Badr al-Molouk (), was the first wife of Ahmad Shah Qajar. 

She was born She was born in 1897 in Tabriz. She was the daughter of the Qajar Prince Zahir as-Sultan Vala and Afagh Khanom. 

When she was four years old, it was decided that she would marry her relative, the future shah Ahmad Shah Qajar. The marriage was arranged by her future mother-in-law, princess Malekeh Jahan. She was educated at the only girls school in Tehran. 
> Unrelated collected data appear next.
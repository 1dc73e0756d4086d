//! # Configuration Module
//!
//! Runtime settings and data directory management for Emotune.
//!
//! ## Data Storage
//!
//! The tagged song dataset is looked up in the platform-standard data
//! directory unless configured otherwise:
//! - Linux: `~/.local/share/emotune/`
//! - macOS: `~/Library/Application Support/emotune/`
//! - Windows: `%APPDATA%\emotune\`
//!
//! ## Sources
//!
//! Settings start from [`RuntimeConfig::default`], may be replaced by a JSON
//! file ([`RuntimeConfig::load`]) and are finally overridden by environment
//! variables ([`RuntimeConfig::apply_env`]).

use anyhow::{Context, Result};
use log::debug;
use path_absolutize::Absolutize;
use serde::{Deserialize, Serialize};
use std::fs;
use std::path::{Path, PathBuf};

/// Environment variable overriding [`RuntimeConfig::songs_dir`].
pub const ENV_SONGS_DIR: &str = "EMOTUNE_SONGS_DIR";
/// Environment variable overriding [`RuntimeConfig::base_url`].
pub const ENV_BASE_URL: &str = "EMOTUNE_BASE_URL";
/// Environment variable overriding [`RuntimeConfig::dataset_path`].
pub const ENV_DATASET: &str = "EMOTUNE_DATASET";

/// Name of the tagged song dataset file.
pub const DATASET_FILE_NAME: &str = "muse_v3.csv";

/// Returns the platform-appropriate data directory for Emotune.
///
/// The `emotune` subdirectory is created if it doesn't exist.
///
/// # Errors
///
/// This function will return an error if:
/// - The system data directory cannot be determined
/// - The emotune subdirectory cannot be created due to permissions
pub fn get_data_dir() -> Result<PathBuf> {
    let data_dir = dirs::data_dir().ok_or_else(|| {
        anyhow::anyhow!(
            "Could not determine system data directory. Please ensure your platform supports standard data directories."
        )
    })?;

    let emotune_dir = data_dir.join("emotune");
    fs::create_dir_all(&emotune_dir).with_context(|| {
        format!(
            "Failed to create Emotune data directory at {}. Please check file permissions.",
            emotune_dir.display()
        )
    })?;

    Ok(emotune_dir)
}

/// Default location of the song dataset inside the data directory.
pub fn get_dataset_path() -> Result<PathBuf> {
    Ok(get_data_dir()?.join(DATASET_FILE_NAME))
}

/// Configuration for runtime behavior
#[derive(Debug, Clone, PartialEq, Eq, Serialize, Deserialize)]
#[serde(default)]
pub struct RuntimeConfig {
    /// Root of the per-emotion local song directories
    pub songs_dir: PathBuf,
    /// Base URL that local song links are built on
    pub base_url: String,
    /// Tagged song dataset for weighted playlists
    pub dataset_path: PathBuf,
}

impl Default for RuntimeConfig {
    fn default() -> Self {
        Self {
            songs_dir: PathBuf::from("static/songs"),
            base_url: "http://localhost:5000/".to_string(),
            dataset_path: get_dataset_path().unwrap_or_else(|_| PathBuf::from(DATASET_FILE_NAME)),
        }
    }
}

impl RuntimeConfig {
    /// Load configuration from a JSON file. Missing keys keep their defaults.
    pub fn load(path: &Path) -> Result<Self> {
        let content = fs::read_to_string(path)
            .with_context(|| format!("Failed to read configuration file {}", path.display()))?;
        let config: Self = serde_json::from_str(&content)
            .with_context(|| format!("Invalid configuration in {}", path.display()))?;
        debug!("Loaded configuration from {}: {config:?}", path.display());
        Ok(config)
    }

    /// Defaults overridden by the `EMOTUNE_*` environment variables.
    #[must_use]
    pub fn from_env() -> Self {
        let mut config = Self::default();
        config.apply_env(|key| std::env::var(key).ok());
        config
    }

    /// Overrides settings from `lookup`, which maps variable names to values.
    pub fn apply_env<F>(&mut self, lookup: F)
    where
        F: Fn(&str) -> Option<String>,
    {
        if let Some(dir) = lookup(ENV_SONGS_DIR) {
            self.songs_dir = PathBuf::from(dir);
        }
        if let Some(url) = lookup(ENV_BASE_URL) {
            self.base_url = url;
        }
        if let Some(path) = lookup(ENV_DATASET) {
            self.dataset_path = PathBuf::from(path);
        }
    }

    /// Songs directory as an absolute path, resolved against the working
    /// directory.
    pub fn resolved_songs_dir(&self) -> Result<PathBuf> {
        let resolved = self.songs_dir.absolutize().with_context(|| {
            format!("Failed to resolve songs directory {}", self.songs_dir.display())
        })?;
        Ok(resolved.into_owned())
    }
}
Badr al-Molouk was taken from school and married Ahmad Shah when she was twelve years old in 1909. The wedding was held by the king's mother, Malekeh Jahan, and was a great ceremony. Later the same year, her spouse succeeded to the throne. She did not play any public role during the reign of her spouse, since royal women at this time period still lived in seclusion. 

In 1923, her husband was deposed from the throne. She accompanied him to her mother-in-law in Baghdad and then to Lebanon and France.  When the Shah allowed members of the Qajar dynasty to return to Iran in 1940s, she chose to return to Iran. She lived in Tehran until her death. 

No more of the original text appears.